__THE PROBLEM__
When a line in the entries contains the word "type", copy that line in full.

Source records
══════
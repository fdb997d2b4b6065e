//! Erased resource identity used for registry and pool lookups.

use std::fmt;
use std::hash::{Hash, Hasher};
use std::sync::{Arc, RwLock};

use crate::error::{DiError, DiResult};
use crate::implementation::Implementation;

pub(crate) type DefaultSlot = Arc<RwLock<Option<Arc<dyn Implementation>>>>;

/// Key for resource storage and lookup.
///
/// A key is the type-erased identity of a [`Resource`](crate::Resource):
/// its `name`, its `namespace`, and the derived canonical name
/// `namespace + "." + name`. Equality, hashing and ordering consider only
/// the canonical name, so two independently constructed resources carrying
/// the same canonical name are interchangeable registry keys.
///
/// The key also carries the resource's default-implementation slot, shared
/// between all clones of the originating resource, so the intrinsic
/// fallback stays reachable after type erasure.
///
/// # Examples
///
/// ```rust
/// use rewire::Key;
///
/// let key = Key::new("config", "app").unwrap();
/// assert_eq!(key.name(), "config");
/// assert_eq!(key.namespace(), "app");
/// assert_eq!(key.canonical_name(), "app.config");
///
/// // Names must not contain the canonical separator.
/// assert!(Key::new("a.b", "app").is_err());
/// ```
#[derive(Clone)]
pub struct Key {
    name: Arc<str>,
    namespace: Arc<str>,
    canonical: Arc<str>,
    default: DefaultSlot,
}

impl Key {
    /// Creates a key from a name and namespace.
    ///
    /// Fails with [`DiError::InvalidName`] if `name` contains a `.`
    /// character; the namespace is free-form.
    pub fn new(name: &str, namespace: &str) -> DiResult<Self> {
        if name.contains('.') {
            return Err(DiError::InvalidName { name: name.to_string() });
        }
        Ok(Self::new_unchecked(name, namespace))
    }

    pub(crate) fn new_unchecked(name: &str, namespace: &str) -> Self {
        let canonical = format!("{}.{}", namespace, name);
        Key {
            name: name.into(),
            namespace: namespace.into(),
            canonical: canonical.into(),
            default: Arc::new(RwLock::new(None)),
        }
    }

    /// The resource's bare name.
    pub fn name(&self) -> &str {
        &self.name
    }

    /// The resource's namespace.
    pub fn namespace(&self) -> &str {
        &self.namespace
    }

    /// Canonical name of the resource: `<namespace>.<name>`.
    pub fn canonical_name(&self) -> &str {
        &self.canonical
    }

    pub(crate) fn canonical_shared(&self) -> Arc<str> {
        self.canonical.clone()
    }

    pub(crate) fn default_implementation(&self) -> Option<Arc<dyn Implementation>> {
        self.default.read().unwrap().clone()
    }

    pub(crate) fn set_default_implementation(&self, implementation: Arc<dyn Implementation>) {
        *self.default.write().unwrap() = Some(implementation);
    }
}

impl PartialEq for Key {
    #[inline]
    fn eq(&self, other: &Self) -> bool {
        self.canonical == other.canonical
    }
}

impl Eq for Key {}

impl PartialOrd for Key {
    #[inline]
    fn partial_cmp(&self, other: &Self) -> Option<std::cmp::Ordering> {
        Some(self.cmp(other))
    }
}

impl Ord for Key {
    #[inline]
    fn cmp(&self, other: &Self) -> std::cmp::Ordering {
        self.canonical.cmp(&other.canonical)
    }
}

impl Hash for Key {
    #[inline]
    fn hash<H: Hasher>(&self, state: &mut H) {
        self.canonical.hash(state);
    }
}

// Keys print as their canonical name; the default slot is opaque.
impl fmt::Debug for Key {
    fn fmt(&self, f: &mut fmt::Formatter<'_>) -> fmt::Result {
        f.debug_tuple("Key").field(&self.canonical).finish()
    }
}
//! Dependency injection container: an inheritable registry of
//! resource-to-implementation bindings.

use std::any::Any;
use std::collections::HashMap;
use std::fmt;
use std::sync::{Arc, Mutex};

use crate::context::Context;
use crate::error::{DiError, DiResult};
use crate::implementation::{
    ConstantImplementation, ContextualImplementation, Deps, Implementation, Managed,
    PlainImplementation,
};
use crate::key::Key;
use crate::provider::ProviderCore;
use crate::resource::{Resource, ResourceIdentity};

/// Registry mapping resources to implementations, with parent fallback.
///
/// Containers are cheap clonable handles over shared state: clones see the
/// same bindings. A child container inherits everything from its parent and
/// may shadow individual bindings; lookups prefer the nearest registration.
///
/// # Examples
///
/// ```rust
/// use rewire::{Container, Deps, Provider, Resource};
///
/// let config_dir: Resource<String> = Resource::new("config_dir", "app").unwrap();
/// let db_path: Resource<String> = Resource::new("db_path", "app").unwrap();
///
/// let base = Container::new();
/// base.provide_constant(&config_dir, "/etc/app".to_string());
/// let dir_dep = config_dir.clone();
/// base.plain(&db_path, Deps::new().arg(&config_dir), move |cx| {
///     Ok(format!("{}/database.yml", cx.resolve(&dir_dep)?))
/// });
///
/// // A dev container shadows only the directory.
/// let dev = base.child();
/// dev.provide_constant(&config_dir, "./config".to_string());
///
/// base.context(&[], |cx| {
///     assert_eq!(*cx.resolve(&db_path)?, "/etc/app/database.yml");
///     Ok(())
/// })
/// .unwrap();
/// dev.context(&[], |cx| {
///     assert_eq!(*cx.resolve(&db_path)?, "./config/database.yml");
///     Ok(())
/// })
/// .unwrap();
/// ```
#[derive(Clone)]
pub struct Container {
    inner: Arc<ContainerInner>,
}

struct ContainerInner {
    parent: Option<Container>,
    bindings: Mutex<HashMap<Key, Arc<dyn Implementation>>>,
}

impl Container {
    /// Creates an empty root container.
    pub fn new() -> Self {
        Container {
            inner: Arc::new(ContainerInner {
                parent: None,
                bindings: Mutex::new(HashMap::new()),
            }),
        }
    }

    /// Creates a child container inheriting this container's bindings.
    pub fn child(&self) -> Self {
        Container {
            inner: Arc::new(ContainerInner {
                parent: Some(self.clone()),
                bindings: Mutex::new(HashMap::new()),
            }),
        }
    }

    /// Provides an implementation for a resource.
    ///
    /// Unconditionally overwrites any existing binding for the resource in
    /// this container. Lookups always reflect the latest registration.
    pub fn provide<T, I>(&self, resource: &Resource<T>, implementation: I)
    where
        I: Implementation + 'static,
    {
        self.inner
            .bindings
            .lock()
            .unwrap()
            .insert(resource.key().clone(), Arc::new(implementation));
    }

    /// Provides a resource with a plain factory.
    ///
    /// Declared dependencies are resolved through the requesting context,
    /// in order, before the factory runs; the produced value needs no
    /// release.
    pub fn plain<T, F>(&self, resource: &Resource<T>, deps: Deps, factory: F)
    where
        T: Send + Sync + 'static,
        F: Fn(&Context) -> DiResult<T> + Send + Sync + 'static,
    {
        self.provide(resource, PlainImplementation::new(deps, factory));
    }

    /// Provides a resource with a contextual factory whose [`Managed`]
    /// value may carry a release hook, run when the owning scope drains.
    pub fn contextual<T, F>(&self, resource: &Resource<T>, deps: Deps, factory: F)
    where
        T: Send + Sync + 'static,
        F: Fn(&Context) -> DiResult<Managed<T>> + Send + Sync + 'static,
    {
        self.provide(resource, ContextualImplementation::new(deps, factory));
    }

    /// Provides a resource with a constant value.
    ///
    /// Every resolution, in every context, yields the same shared instance.
    pub fn provide_constant<T>(&self, resource: &Resource<T>, value: T)
    where
        T: Send + Sync + 'static,
    {
        self.provide(resource, ConstantImplementation::new(value));
    }

    /// Finds the implementation satisfying a resource key.
    ///
    /// Precedence is deterministic: local binding, then ancestors nearest
    /// first, then the resource's intrinsic default, otherwise
    /// [`DiError::NotProvided`]. A looping parent chain is reported as
    /// [`DiError::Circular`] instead of recursing forever.
    pub fn find_implementation(&self, key: &Key) -> DiResult<Arc<dyn Implementation>> {
        let mut visited: Vec<usize> = Vec::new();
        let mut current = self.clone();
        loop {
            let id = Arc::as_ptr(&current.inner) as usize;
            if visited.contains(&id) {
                return Err(DiError::Circular {
                    path: vec![key.canonical_name().to_string()],
                });
            }
            visited.push(id);

            if let Some(found) = current.inner.bindings.lock().unwrap().get(key) {
                return Ok(found.clone());
            }
            let next = current.inner.parent.clone();
            match next {
                Some(parent) => current = parent,
                None => break,
            }
        }
        if let Some(default) = key.default_implementation() {
            return Ok(default);
        }
        Err(DiError::not_provided(key.canonical_name()))
    }

    /// Opens a resolution scope bound to this container.
    ///
    /// A fresh root [`Context`] is created, every resource in `preload` is
    /// eagerly resolved, and the closure runs with the context. On exit the
    /// context drains unconditionally, releasing everything it created in
    /// reverse acquisition order. The closure's error takes precedence over
    /// a drain failure from the same exit.
    ///
    /// ```rust
    /// use rewire::{Container, Provider, Resource};
    ///
    /// let greeting: Resource<&'static str> = Resource::new("greeting", "app").unwrap();
    /// let container = Container::new();
    /// container.provide_constant(&greeting, "hello");
    ///
    /// let got = container
    ///     .context(&[&greeting], |cx| Ok(*cx.resolve(&greeting)?))
    ///     .unwrap();
    /// assert_eq!(got, "hello");
    /// ```
    pub fn context<R, F>(&self, preload: &[&dyn ResourceIdentity], f: F) -> DiResult<R>
    where
        F: FnOnce(&Context) -> DiResult<R>,
    {
        let cx = Context::root(self.clone());
        let result = (|| {
            for resource in preload {
                cx.resolve_erased(resource.key())?;
            }
            f(&cx)
        })();
        let drained = cx.drain();
        match result {
            Err(e) => Err(e),
            Ok(value) => drained.map(|()| value),
        }
    }
}

impl Default for Container {
    fn default() -> Self {
        Container::new()
    }
}

impl ProviderCore for Container {
    /// One-shot resolution through an ephemeral root context.
    ///
    /// The context drains before the value is returned, so release hooks of
    /// everything acquired along the way have already run. Suitable for
    /// release-free resource graphs (constants, plain factories); use
    /// [`Container::context`] whenever a resource owns a release hook.
    fn resolve_erased(&self, key: &Key) -> DiResult<Arc<dyn Any + Send + Sync>> {
        self.context(&[], |cx| cx.resolve_erased(key))
    }
}

impl fmt::Debug for Container {
    fn fmt(&self, f: &mut fmt::Formatter<'_>) -> fmt::Result {
        let bindings = self.inner.bindings.lock().unwrap().len();
        f.debug_struct("Container")
            .field("bindings", &bindings)
            .field("has_parent", &self.inner.parent.is_some())
            .finish()
    }
}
══════
__TASK SOLUTION__
pub(crate) type DefaultSlot = Arc<RwLock<Option<Arc<dyn Implementation>>>>;
/// A key is the type-erased identity of a [`Resource`](crate::Resource):
/// fallback stays reachable after type erasure.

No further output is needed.